Task requirements:
How many lines in the records below contain "updated"? Reply with the number only.

Data extract:

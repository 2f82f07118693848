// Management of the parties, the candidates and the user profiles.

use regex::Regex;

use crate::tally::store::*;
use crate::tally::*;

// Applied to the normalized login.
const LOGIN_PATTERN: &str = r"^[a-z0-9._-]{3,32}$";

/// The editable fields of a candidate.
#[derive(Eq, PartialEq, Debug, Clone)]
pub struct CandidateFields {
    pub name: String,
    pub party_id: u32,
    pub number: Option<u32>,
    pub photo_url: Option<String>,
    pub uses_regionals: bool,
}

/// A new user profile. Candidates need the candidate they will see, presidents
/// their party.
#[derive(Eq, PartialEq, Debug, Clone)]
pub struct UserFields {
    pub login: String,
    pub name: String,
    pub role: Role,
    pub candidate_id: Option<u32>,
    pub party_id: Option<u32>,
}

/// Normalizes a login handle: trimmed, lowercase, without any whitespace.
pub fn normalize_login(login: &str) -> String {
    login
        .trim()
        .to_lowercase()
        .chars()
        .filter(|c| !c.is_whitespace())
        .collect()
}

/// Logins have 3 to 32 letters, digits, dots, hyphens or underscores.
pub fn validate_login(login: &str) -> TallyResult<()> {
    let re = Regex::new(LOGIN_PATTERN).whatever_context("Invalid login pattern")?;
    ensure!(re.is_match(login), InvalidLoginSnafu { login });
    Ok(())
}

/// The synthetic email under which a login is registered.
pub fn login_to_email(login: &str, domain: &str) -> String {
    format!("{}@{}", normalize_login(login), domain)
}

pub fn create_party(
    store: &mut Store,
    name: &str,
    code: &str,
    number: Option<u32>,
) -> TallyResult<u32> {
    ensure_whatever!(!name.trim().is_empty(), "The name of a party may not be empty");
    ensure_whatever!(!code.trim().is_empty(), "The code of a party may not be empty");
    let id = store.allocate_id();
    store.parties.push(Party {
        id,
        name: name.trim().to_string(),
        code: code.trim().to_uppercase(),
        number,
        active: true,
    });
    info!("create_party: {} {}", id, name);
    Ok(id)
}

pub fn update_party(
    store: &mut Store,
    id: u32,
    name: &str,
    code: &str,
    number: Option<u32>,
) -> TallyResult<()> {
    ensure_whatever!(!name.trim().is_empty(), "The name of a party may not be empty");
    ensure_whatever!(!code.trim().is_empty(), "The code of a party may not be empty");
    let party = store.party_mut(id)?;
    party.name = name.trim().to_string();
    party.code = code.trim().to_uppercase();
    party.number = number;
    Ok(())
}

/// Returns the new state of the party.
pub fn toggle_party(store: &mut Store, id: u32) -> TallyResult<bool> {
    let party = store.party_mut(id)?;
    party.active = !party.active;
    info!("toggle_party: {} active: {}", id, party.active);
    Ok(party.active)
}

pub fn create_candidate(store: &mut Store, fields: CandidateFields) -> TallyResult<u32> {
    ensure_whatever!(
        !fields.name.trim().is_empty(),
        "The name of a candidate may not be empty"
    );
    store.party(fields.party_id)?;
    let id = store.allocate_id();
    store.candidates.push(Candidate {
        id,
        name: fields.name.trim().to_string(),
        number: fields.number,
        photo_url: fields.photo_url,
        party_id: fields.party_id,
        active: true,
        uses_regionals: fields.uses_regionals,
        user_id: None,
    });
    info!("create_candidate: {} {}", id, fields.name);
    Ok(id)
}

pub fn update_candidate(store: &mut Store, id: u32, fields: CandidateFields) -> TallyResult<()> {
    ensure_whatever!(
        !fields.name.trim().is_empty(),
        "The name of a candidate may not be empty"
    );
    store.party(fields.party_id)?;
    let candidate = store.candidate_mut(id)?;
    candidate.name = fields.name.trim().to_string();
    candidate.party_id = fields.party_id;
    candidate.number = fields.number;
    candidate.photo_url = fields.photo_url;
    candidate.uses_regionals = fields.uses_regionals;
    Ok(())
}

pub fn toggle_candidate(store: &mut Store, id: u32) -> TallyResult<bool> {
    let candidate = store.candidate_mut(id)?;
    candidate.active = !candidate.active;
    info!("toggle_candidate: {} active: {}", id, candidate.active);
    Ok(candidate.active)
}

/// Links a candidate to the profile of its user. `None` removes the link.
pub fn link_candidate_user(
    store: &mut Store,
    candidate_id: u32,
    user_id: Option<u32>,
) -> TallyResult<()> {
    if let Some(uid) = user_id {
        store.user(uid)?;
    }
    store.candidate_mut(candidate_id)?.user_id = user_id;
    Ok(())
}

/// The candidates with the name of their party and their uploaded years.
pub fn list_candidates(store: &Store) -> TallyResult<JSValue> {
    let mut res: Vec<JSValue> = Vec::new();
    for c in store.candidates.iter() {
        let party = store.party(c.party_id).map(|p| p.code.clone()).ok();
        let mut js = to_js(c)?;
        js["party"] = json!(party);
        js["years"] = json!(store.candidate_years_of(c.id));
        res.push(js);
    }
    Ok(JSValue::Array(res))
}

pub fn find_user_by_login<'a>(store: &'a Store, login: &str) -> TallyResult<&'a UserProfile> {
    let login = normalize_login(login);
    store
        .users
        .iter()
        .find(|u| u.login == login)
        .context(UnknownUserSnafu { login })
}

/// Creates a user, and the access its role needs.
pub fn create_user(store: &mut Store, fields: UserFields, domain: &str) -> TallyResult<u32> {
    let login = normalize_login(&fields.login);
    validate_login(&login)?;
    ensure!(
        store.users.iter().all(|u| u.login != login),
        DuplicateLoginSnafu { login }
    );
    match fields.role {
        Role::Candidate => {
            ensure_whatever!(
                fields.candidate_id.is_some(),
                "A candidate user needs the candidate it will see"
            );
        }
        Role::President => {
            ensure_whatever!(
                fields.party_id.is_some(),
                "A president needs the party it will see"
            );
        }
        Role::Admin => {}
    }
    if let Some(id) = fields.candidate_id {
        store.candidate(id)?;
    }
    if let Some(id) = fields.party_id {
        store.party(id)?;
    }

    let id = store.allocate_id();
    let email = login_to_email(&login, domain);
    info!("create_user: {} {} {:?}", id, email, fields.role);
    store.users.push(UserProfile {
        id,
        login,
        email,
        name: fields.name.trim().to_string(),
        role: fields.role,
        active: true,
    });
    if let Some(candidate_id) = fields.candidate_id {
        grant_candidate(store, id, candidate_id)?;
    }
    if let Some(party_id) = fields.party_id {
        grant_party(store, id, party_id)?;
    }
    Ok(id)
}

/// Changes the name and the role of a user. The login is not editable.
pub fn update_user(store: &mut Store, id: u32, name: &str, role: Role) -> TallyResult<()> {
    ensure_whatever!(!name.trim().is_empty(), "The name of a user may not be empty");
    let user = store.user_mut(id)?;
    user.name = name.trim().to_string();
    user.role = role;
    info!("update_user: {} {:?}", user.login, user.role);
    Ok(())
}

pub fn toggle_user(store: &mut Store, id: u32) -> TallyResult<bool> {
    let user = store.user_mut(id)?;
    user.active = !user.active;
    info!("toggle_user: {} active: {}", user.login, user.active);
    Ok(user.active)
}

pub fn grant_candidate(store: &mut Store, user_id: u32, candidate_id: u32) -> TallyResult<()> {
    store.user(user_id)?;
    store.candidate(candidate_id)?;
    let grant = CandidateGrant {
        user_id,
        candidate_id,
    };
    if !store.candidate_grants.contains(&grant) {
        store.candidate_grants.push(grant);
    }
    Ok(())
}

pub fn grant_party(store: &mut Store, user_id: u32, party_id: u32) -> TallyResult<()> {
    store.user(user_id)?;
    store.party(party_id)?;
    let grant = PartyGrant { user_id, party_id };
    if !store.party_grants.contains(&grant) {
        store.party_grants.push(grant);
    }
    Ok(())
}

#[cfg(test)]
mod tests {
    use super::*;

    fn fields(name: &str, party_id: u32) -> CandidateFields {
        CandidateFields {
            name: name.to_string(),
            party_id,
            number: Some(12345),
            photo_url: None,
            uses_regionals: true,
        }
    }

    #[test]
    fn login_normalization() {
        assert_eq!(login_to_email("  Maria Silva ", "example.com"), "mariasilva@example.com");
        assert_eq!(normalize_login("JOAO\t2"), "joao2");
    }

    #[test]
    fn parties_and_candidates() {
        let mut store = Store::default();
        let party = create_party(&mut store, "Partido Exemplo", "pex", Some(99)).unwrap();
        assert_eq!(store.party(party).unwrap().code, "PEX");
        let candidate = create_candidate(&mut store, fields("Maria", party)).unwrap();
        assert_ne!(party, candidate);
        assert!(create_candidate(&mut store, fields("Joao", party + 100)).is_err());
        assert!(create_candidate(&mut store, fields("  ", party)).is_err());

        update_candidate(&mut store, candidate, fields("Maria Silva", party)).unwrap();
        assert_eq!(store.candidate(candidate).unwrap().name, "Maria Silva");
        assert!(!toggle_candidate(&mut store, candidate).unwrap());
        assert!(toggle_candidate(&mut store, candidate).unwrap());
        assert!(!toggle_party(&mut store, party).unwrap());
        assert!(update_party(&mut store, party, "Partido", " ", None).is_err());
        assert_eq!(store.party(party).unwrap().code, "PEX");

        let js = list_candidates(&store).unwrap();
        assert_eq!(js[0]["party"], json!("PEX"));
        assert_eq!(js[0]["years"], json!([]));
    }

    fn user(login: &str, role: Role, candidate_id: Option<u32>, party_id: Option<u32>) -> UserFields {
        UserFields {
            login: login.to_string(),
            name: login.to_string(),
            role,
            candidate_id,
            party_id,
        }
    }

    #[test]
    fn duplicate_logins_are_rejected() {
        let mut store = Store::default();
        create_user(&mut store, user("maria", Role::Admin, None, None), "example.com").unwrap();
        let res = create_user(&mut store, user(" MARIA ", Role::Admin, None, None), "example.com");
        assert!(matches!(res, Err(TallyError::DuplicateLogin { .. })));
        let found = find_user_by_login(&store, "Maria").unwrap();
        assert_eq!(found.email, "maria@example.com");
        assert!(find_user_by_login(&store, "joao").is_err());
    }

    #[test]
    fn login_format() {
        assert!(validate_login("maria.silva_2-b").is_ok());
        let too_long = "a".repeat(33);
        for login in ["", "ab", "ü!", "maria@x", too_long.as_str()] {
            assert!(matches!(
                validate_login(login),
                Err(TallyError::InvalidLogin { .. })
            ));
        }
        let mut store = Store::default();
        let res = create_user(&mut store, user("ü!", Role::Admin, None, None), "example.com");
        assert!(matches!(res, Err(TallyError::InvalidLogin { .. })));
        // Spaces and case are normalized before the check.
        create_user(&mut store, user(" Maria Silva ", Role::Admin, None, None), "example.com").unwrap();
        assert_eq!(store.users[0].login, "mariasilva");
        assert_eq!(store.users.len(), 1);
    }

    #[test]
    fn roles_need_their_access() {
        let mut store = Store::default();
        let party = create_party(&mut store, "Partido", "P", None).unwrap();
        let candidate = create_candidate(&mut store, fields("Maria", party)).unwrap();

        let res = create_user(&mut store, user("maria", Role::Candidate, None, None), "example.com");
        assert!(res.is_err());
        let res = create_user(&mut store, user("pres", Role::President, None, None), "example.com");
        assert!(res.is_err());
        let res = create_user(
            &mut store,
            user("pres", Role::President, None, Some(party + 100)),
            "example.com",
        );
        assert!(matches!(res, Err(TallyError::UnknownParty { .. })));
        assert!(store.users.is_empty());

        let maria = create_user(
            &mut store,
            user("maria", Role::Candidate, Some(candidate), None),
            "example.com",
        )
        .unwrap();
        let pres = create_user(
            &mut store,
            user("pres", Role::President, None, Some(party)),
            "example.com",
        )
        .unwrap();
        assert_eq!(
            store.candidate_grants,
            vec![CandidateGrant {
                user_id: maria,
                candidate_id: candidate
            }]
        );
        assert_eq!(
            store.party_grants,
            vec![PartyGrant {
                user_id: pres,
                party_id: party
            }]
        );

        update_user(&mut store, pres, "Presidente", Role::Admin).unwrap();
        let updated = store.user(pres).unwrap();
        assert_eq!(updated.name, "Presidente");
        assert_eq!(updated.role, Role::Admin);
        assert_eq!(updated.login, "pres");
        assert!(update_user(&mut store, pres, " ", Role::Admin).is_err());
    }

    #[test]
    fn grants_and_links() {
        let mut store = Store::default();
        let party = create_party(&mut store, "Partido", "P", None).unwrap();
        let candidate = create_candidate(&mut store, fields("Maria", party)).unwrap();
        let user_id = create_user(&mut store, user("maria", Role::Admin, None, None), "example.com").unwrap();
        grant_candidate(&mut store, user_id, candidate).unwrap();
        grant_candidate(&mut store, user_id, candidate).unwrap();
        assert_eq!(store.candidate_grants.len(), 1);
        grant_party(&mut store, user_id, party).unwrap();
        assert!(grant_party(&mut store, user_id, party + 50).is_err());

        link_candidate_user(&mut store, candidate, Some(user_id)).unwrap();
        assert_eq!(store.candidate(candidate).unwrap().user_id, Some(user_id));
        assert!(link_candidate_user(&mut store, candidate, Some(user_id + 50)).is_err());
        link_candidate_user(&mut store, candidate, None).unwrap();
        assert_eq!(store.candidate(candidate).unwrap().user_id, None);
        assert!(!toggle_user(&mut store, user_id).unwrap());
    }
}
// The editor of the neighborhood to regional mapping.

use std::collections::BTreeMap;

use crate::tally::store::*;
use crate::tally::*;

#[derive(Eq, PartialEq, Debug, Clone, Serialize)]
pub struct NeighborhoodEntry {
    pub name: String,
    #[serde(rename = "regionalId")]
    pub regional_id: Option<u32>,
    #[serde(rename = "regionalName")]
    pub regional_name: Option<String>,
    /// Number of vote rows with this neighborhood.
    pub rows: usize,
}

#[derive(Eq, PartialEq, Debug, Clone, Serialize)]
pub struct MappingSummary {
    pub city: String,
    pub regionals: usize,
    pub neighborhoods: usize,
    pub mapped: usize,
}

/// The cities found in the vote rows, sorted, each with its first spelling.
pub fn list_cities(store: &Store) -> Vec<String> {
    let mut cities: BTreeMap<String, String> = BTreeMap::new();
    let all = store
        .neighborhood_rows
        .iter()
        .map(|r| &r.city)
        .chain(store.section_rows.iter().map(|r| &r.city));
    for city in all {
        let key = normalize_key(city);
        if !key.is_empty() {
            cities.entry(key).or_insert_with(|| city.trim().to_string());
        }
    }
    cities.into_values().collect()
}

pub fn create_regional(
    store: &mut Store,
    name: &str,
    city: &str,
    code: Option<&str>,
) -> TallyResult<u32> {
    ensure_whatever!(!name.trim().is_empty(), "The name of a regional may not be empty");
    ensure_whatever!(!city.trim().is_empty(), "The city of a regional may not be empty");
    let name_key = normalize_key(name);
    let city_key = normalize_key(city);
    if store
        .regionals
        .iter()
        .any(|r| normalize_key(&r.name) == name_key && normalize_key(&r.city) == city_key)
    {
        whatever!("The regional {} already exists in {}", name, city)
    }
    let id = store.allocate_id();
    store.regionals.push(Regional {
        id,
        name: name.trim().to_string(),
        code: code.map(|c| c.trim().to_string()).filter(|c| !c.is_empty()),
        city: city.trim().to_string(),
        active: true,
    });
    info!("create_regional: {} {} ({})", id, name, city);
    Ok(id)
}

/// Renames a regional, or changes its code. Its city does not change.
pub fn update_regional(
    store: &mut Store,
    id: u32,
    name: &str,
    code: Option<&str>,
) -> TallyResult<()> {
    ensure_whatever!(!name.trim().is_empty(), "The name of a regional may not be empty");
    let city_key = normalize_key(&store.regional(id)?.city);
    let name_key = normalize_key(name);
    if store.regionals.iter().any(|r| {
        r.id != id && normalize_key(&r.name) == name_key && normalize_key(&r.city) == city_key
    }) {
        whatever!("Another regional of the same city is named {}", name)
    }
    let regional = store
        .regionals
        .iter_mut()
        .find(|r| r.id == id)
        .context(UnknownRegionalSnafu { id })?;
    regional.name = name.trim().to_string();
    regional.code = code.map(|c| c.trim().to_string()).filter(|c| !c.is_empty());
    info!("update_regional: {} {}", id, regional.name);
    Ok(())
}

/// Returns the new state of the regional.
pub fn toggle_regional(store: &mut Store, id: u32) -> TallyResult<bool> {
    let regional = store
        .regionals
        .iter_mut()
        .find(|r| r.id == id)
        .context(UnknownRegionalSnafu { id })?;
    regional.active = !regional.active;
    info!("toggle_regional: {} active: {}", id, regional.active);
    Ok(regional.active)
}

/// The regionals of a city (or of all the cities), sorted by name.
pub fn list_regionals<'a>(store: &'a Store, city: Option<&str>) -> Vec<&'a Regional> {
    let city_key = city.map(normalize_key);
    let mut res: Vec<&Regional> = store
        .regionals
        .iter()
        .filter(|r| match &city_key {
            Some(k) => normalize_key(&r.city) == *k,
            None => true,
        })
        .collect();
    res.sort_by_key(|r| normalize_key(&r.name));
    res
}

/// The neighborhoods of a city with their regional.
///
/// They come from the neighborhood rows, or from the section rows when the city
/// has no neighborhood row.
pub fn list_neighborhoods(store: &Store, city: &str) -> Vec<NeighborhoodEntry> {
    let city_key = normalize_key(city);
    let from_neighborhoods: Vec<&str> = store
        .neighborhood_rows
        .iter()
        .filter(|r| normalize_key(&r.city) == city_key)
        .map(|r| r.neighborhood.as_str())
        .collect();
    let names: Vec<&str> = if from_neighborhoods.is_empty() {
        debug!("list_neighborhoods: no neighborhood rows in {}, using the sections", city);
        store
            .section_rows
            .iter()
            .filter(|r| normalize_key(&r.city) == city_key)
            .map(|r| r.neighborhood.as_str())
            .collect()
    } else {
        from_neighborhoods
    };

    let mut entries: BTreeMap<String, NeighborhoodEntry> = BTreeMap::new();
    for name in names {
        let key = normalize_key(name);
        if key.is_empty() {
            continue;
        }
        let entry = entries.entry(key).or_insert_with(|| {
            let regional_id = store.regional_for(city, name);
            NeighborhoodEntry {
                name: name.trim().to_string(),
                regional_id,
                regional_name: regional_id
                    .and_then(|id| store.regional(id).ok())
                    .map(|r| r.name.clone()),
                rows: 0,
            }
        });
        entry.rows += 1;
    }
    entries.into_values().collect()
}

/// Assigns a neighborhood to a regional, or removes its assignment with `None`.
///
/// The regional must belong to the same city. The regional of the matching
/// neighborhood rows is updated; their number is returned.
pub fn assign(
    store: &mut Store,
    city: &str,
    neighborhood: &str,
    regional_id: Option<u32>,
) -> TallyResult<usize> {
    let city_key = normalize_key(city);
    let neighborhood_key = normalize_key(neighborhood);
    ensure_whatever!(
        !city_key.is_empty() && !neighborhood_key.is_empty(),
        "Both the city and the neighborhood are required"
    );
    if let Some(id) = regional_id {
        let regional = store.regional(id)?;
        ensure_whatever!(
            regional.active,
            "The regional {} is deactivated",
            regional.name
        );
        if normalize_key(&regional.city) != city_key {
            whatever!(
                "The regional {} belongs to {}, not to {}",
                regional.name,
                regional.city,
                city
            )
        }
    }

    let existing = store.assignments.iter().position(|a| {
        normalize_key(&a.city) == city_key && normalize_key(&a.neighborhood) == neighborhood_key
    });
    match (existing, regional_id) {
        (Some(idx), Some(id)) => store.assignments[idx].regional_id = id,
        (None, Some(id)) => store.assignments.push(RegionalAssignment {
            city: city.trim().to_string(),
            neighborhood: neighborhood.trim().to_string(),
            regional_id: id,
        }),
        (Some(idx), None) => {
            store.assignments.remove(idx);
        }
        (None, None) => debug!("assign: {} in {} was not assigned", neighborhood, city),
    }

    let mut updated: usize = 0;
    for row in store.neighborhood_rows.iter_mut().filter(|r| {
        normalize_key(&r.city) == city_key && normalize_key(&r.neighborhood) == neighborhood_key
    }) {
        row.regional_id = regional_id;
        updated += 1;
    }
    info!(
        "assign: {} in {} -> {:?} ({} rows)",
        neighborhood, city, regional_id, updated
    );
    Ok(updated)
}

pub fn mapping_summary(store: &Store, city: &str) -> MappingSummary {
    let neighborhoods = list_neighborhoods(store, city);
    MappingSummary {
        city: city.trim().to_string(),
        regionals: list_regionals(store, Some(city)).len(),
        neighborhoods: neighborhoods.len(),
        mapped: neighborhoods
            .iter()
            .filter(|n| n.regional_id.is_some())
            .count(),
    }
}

Result of this exercise:
9